Five Things You Should Avoid for Optimal Dental Health
Five Foods to Avoid for Optimal Dental Health
1. Acidic Foods
When you consume foods or drinks that have a high acidic concentration, it is detrimental to your tooth's enamel.
The levels of acid will increase in your mouth, for example, when you drink soda, fruit juice, and red wine, or eat citrus fruits, tomatoes, and pickles.
The more you eat and drink acidic foods and beverages, the more your tooth enamel will become eaten away.
While some people may believe they have a firm understanding of what is acidic, and what isn't, these foods and beverages aren't always as evident as they seem.
For example, some breakfast items, bread, and fish are classified as being acidic.
What can you do? The recommendation is to eat and drink acidic foods in moderation. If you're going to eat orange slices or any other kind of acidic food, it's a good idea to rinse with water afterward or chew sugarless gum. In doing so, you'll help neutralize the acid in your mouth.
2. Foods with Low or No Nutritional Value
Everyone likes to indulge in junk food treats on occasion, and while these aren't always the best choices, they aren't going to cause harm in moderation.
However, when a diet consists of significant amounts of food choices with poor nutritional value, your oral health will suffer.
The main reason for this is that, in order to fight infections, your immune system requires a balance of vitamins and minerals.
What should you do? By selecting a nutrient-rich diet, you're increasing your chances of having a healthier smile.
For example, if you eat foods that are high in phosphorus, like beans, dairy, eggs, fish, lean meat, and nuts, you're more likely to have stronger teeth. You can also get stronger teeth by eating calcium-rich foods like almonds, cheese, green leafy vegetables, low-fat or fat-free milk, and yogurt.
3. Sticky Foods
When you eat foods that are chewy or sticky, they're more likely to cause decay because they stay on your teeth longer.

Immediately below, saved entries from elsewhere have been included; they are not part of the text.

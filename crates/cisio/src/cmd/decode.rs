use std::io::Read;

use cisio_channel::{ChannelConfig, FileArrayInput, FileRowInput};
use cisio_format::{FormatDescriptor, Table, Value};
use tracing::warn;

use crate::cmd::DecodeArgs;
use crate::exit::{
    channel_error, format_error, io_error, CliError, CliResult, DATA_INVALID, SUCCESS,
};
use crate::output::{print_array, print_row, OutputFormat};

const SOURCE: &str = "decode";

pub fn run(args: DecodeArgs, format: OutputFormat) -> CliResult<i32> {
    let descriptor = args
        .format
        .as_deref()
        .map(FormatDescriptor::parse_escaped)
        .transpose()
        .map_err(|err| format_error("invalid format string", err))?;

    match (&args.path, descriptor) {
        (Some(path), descriptor) if args.table => {
            let mut input = FileArrayInput::open(path, descriptor)
                .map_err(|err| channel_error("open input", err))?;
            let table = input
                .recv()
                .map_err(|err| channel_error("decode table", err))?;
            print_array(&table, input.format(), SOURCE, format);
            Ok(SUCCESS)
        }
        (Some(path), descriptor) => {
            let mut input = FileRowInput::open(path, descriptor)
                .map_err(|err| channel_error("open input", err))?;
            let descriptor = input.format().clone();
            let mut dropped = 0usize;
            for row in input.rows() {
                match row {
                    Ok(values) => print_row(&values, &descriptor, SOURCE, format),
                    Err(err) if err.is_recoverable() => {
                        warn!(%err, "row skipped");
                        dropped += 1;
                    }
                    Err(err) => return Err(channel_error("decode row", err)),
                }
            }
            Ok(if dropped > 0 { DATA_INVALID } else { SUCCESS })
        }
        (None, None) => Err(CliError::usage(
            "--format is required when reading from stdin",
        )),
        (None, Some(descriptor)) => {
            let mut text = String::new();
            std::io::stdin()
                .read_to_string(&mut text)
                .map_err(|err| io_error("read stdin", err))?;
            if args.table {
                let table = decode_table(&descriptor, &text)?;
                print_array(&table, &descriptor, SOURCE, format);
                return Ok(SUCCESS);
            }
            let (rows, dropped) = decode_rows(&descriptor, &text);
            for values in &rows {
                print_row(values, &descriptor, SOURCE, format);
            }
            Ok(if dropped > 0 { DATA_INVALID } else { SUCCESS })
        }
    }
}

fn data_lines(text: &str) -> impl Iterator<Item = &str> {
    let comment = ChannelConfig::default().comment_prefix;
    text.split_inclusive('\n').filter(move |line| {
        !line.starts_with(comment.as_str()) && !matches!(*line, "\n" | "\r\n")
    })
}

/// Decode one record per line, skipping comments and empty lines, the same
/// way a row file input does. Returns the decoded rows and the number of
/// lines that did not match.
pub fn decode_rows(descriptor: &FormatDescriptor, text: &str) -> (Vec<Vec<Value>>, usize) {
    let mut rows = Vec::new();
    let mut dropped = 0usize;
    for line in data_lines(text) {
        match descriptor.decode_str(line) {
            Ok(values) => rows.push(values),
            Err(err) => {
                warn!(%err, line = line.trim_end(), "row skipped");
                dropped += 1;
            }
        }
    }
    (rows, dropped)
}

pub fn decode_table(descriptor: &FormatDescriptor, text: &str) -> CliResult<Table> {
    let body: String = data_lines(text).collect();
    descriptor
        .decode_table(body.as_bytes())
        .map_err(|err| CliError::new(DATA_INVALID, format!("decode table: {err}")))
}

#[cfg(test)]
mod tests {
    use super::*;

    #[test]
    fn rows_skip_comments_and_count_mismatches() {
        let descriptor = FormatDescriptor::parse("%s\t%d\n").unwrap();
        let text = "# %s\\t%d\\n\napples\t3\n\npears\tmany\nplums\t7\n";
        let (rows, dropped) = decode_rows(&descriptor, text);
        assert_eq!(dropped, 1);
        assert_eq!(
            rows,
            vec![
                vec![Value::from("apples"), Value::Integer(3)],
                vec![Value::from("plums"), Value::Integer(7)],
            ]
        );
    }

    #[test]
    fn space_only_lines_are_records() {
        let descriptor = FormatDescriptor::parse("%3s\n").unwrap();
        let (rows, dropped) = decode_rows(&descriptor, "  a\n   \n\n");
        assert_eq!(dropped, 0);
        assert_eq!(rows, vec![vec![Value::from("a")], vec![Value::from("")]]);
    }

    #[test]
    fn table_from_text() {
        let descriptor = FormatDescriptor::parse("%d\t%d\n").unwrap();
        let table = decode_table(&descriptor, "# header\n1\t4\n2\t5\n3\t6\n").unwrap();
        assert_eq!(table.rows(), 3);
        assert_eq!(table.row(2), Some(vec![Value::Integer(3), Value::Integer(6)]));
    }

    #[test]
    fn empty_text_is_an_empty_table() {
        let descriptor = FormatDescriptor::parse("%d\n").unwrap();
        assert_eq!(decode_table(&descriptor, "").unwrap().rows(), 0);
    }
}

It isn't uncommon for these sticky particles to remain on your teeth even after rinsing with water or after you brush your teeth. Some of the culprits include caramel, fudge, and taffy.

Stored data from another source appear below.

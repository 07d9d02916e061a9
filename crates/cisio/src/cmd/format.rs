use cisio_format::FormatDescriptor;

use crate::cmd::FormatArgs;
use crate::exit::{format_error, CliResult, SUCCESS};
use crate::output::{print_descriptor, OutputFormat};

pub fn run(args: FormatArgs, format: OutputFormat) -> CliResult<i32> {
    let descriptor = FormatDescriptor::parse_escaped(&args.format)
        .map_err(|err| format_error("invalid format string", err))?;
    print_descriptor(&descriptor, format);
    Ok(SUCCESS)
}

What should you do? When you eat sticky foods as part of your main meal, the extra saliva in your mouth will help rinse the particles off your teeth. When you're snacking throughout the day, it becomes more of a problem of how often you eat versus the sticky foods you select.
4. Sugary Foods
Acidic foods and beverages aren't the only culprits for causing the acid levels in your mouth to rise.

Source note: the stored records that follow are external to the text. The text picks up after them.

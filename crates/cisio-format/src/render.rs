//! printf-compatible rendering of single conversions.

use crate::spec::{Conversion, Specifier};

pub(crate) fn render_integer(out: &mut String, conv: &Conversion, value: i64) {
    let mut digits = value.unsigned_abs().to_string();
    match conv.precision {
        Some(0) if value == 0 => digits.clear(),
        Some(p) if digits.len() < p => digits = format!("{digits:0>p$}"),
        _ => {}
    }
    let sign = sign(value < 0, conv);
    pad(out, conv, sign, &digits, conv.flags.zero && conv.precision.is_none());
}

pub(crate) fn render_float(out: &mut String, conv: &Conversion, value: f64) {
    let sign = sign(value.is_sign_negative() && !value.is_nan(), conv);
    let abs = value.abs();
    let precision = conv.precision.unwrap_or(6);

    let (body, upper) = match conv.specifier {
        _ if value.is_nan() => ("nan".to_string(), upper(conv.specifier)),
        _ if value.is_infinite() => ("inf".to_string(), upper(conv.specifier)),
        Specifier::Exponent { upper } => (exponent(abs, precision), upper),
        Specifier::Fixed { upper } => (format!("{abs:.precision$}"), upper),
        Specifier::Text | Specifier::Decimal => (format!("{abs:.precision$}"), false),
    };
    let body = if upper { body.to_uppercase() } else { body };
    pad(out, conv, sign, &body, conv.flags.zero && value.is_finite());
}

pub(crate) fn render_text(out: &mut String, conv: &Conversion, value: &str) {
    pad(out, conv, "", truncate(value, conv.precision), false);
}

/// Text precision caps the byte length, cut back to a char boundary.
pub(crate) fn truncate(value: &str, precision: Option<usize>) -> &str {
    match precision {
        Some(p) if value.len() > p => {
            let mut end = p;
            while !value.is_char_boundary(end) {
                end -= 1;
            }
            &value[..end]
        }
        _ => value,
    }
}

fn upper(specifier: Specifier) -> bool {
    matches!(
        specifier,
        Specifier::Fixed { upper: true } | Specifier::Exponent { upper: true }
    )
}

fn sign(negative: bool, conv: &Conversion) -> &'static str {
    if negative {
        "-"
    } else if conv.flags.plus {
        "+"
    } else if conv.flags.space {
        " "
    } else {
        ""
    }
}

/// C writes at least two exponent digits with an explicit sign: `1.5e+03`.
fn exponent(abs: f64, precision: usize) -> String {
    let raw = format!("{abs:.precision$e}");
    let Some((mantissa, exp)) = raw.split_once('e') else {
        return raw;
    };
    let (exp_sign, exp_digits) = match exp.strip_prefix('-') {
        Some(digits) => ('-', digits),
        None => ('+', exp),
    };
    format!("{mantissa}e{exp_sign}{exp_digits:0>2}")
}

fn pad(out: &mut String, conv: &Conversion, sign: &str, body: &str, zero: bool) {
    let len = sign.len() + body.len();
    let fill = conv.width.map_or(0, |w| w.saturating_sub(len));

    if conv.flags.left {
        out.push_str(sign);
        out.push_str(body);
        out.extend(std::iter::repeat_n(' ', fill));
    } else if zero {
        out.push_str(sign);
        out.extend(std::iter::repeat_n('0', fill));
        out.push_str(body);
    } else {
        out.extend(std::iter::repeat_n(' ', fill));
        out.push_str(sign);
        out.push_str(body);
    }
}

#[cfg(test)]
mod tests {
    use super::*;
    use crate::parser::parse;

    fn conv(format: &str) -> Conversion {
        parse(format).unwrap().fields.remove(0).conversion
    }

    fn int(format: &str, value: i64) -> String {
        let mut out = String::new();
        render_integer(&mut out, &conv(format), value);
        out
    }

    fn float(format: &str, value: f64) -> String {
        let mut out = String::new();
        render_float(&mut out, &conv(format), value);
        out
    }

    fn text(format: &str, value: &str) -> String {
        let mut out = String::new();
        render_text(&mut out, &conv(format), value);
        out
    }

    #[test]
    fn integers() {
        assert_eq!(int("%d", 42), "42");
        assert_eq!(int("%d", -42), "-42");
        assert_eq!(int("%5d", 42), "   42");
        assert_eq!(int("%-5d|", 42), "42   ");
        assert_eq!(int("%05d", -42), "-0042");
        assert_eq!(int("%+d", 7), "+7");
        assert_eq!(int("% d", 7), " 7");
        assert_eq!(int("%.3d", 7), "007");
        assert_eq!(int("%08.3d", 7), "     007");
        assert_eq!(int("%.0d", 0), "");
        assert_eq!(int("%ld", i64::MIN), "-9223372036854775808");
    }

    #[test]
    fn fixed_floats() {
        assert_eq!(float("%f", 1.5), "1.500000");
        assert_eq!(float("%3.1f", 1.5), "1.5");
        assert_eq!(float("%6.2f", -3.14159), " -3.14");
        assert_eq!(float("%+.1f", 0.3), "+0.3");
        assert_eq!(float("%08.2f", -1.0), "-0001.00");
        assert_eq!(float("%-7.1f|", 2.0), "2.0    ");
        assert_eq!(float("%.0f", 2.4), "2");
        assert_eq!(float("%.1f", -0.0), "-0.0");
    }

    #[test]
    fn exponent_floats() {
        assert_eq!(float("%e", 1234.5), "1.234500e+03");
        assert_eq!(float("%.2e", 0.000123), "1.23e-04");
        assert_eq!(float("%.1E", 5.0e100), "5.0E+100");
        assert_eq!(float("%.0e", 0.0), "0e+00");
    }

    #[test]
    fn non_finite_floats() {
        assert_eq!(float("%f", f64::NAN), "nan");
        assert_eq!(float("%F", f64::INFINITY), "INF");
        assert_eq!(float("%06f", f64::NEG_INFINITY), "  -inf");
    }

    #[test]
    fn text_width_and_precision() {
        assert_eq!(text("%5s", "ab"), "   ab");
        assert_eq!(text("%-5s|", "ab"), "ab   ");
        assert_eq!(text("%.2s", "abcdef"), "ab");
        assert_eq!(text("%.2s", "é!"), "é");
        assert_eq!(text("%s", ""), "");
    }
}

When you consume foods with high sugar content, the sugar mixes with the bacteria in your mouth to produce high levels of bacteria.
According to research conducted for the Journal of Dental Research, "Pathological factors mentioned are bacteria and ingestion of fermentable carbohydrates (sugars); protective factors include salivary flow and fluoride exposure."
What can you do? Unfortunately, in this day and age, it's difficult to avoid sugar in foods because just about everything we eat and drink contains some level of sugar. If you attempt to eliminate sugar entirely from your diet, you may be cutting out other critical nutrients.
However, you can eliminate foods that have added sugars like molasses, honey, and glucose.
5. Supersizing Foods
When we go to restaurants and opt to supersize our portions, we're doing ourselves a disservice to our overall health, as well as our oral health.
According to Penn State University, "Nutritionists tell us we have an obesity epidemic in our country. One of the problems is an unrealistic idea of appropriate portion size. Our restaurants are offering larger portion sizes and even supersizing the portions."
Therefore, we're drinking more soda and eating more sugary condiments and other sticky or acidic foods when visiting fast-food restaurants.
What can you do? Consider avoiding fast-food restaurants altogether, and instead of super-sizing when going out to eat, select a regular or small-sized meal.
You could also choose water instead of soda, and salads with non-acidic dressings.
Wrapping It Up
As you can see, there is a myriad of food options you should stay away from to achieve optimal dental health.
In doing so, not only will you experience better dental check-ups each time you go in for a cleaning, but you'll also maintain your smile for a longer time.
Ultimately, the goal is for our teeth to last us a lifetime. If we continue to avoid the foods that are detrimental to our smiles, we're fighting half the battle.
Visit your dentist for routine cleanings and check-ups to ensure you'll maintain your dental health.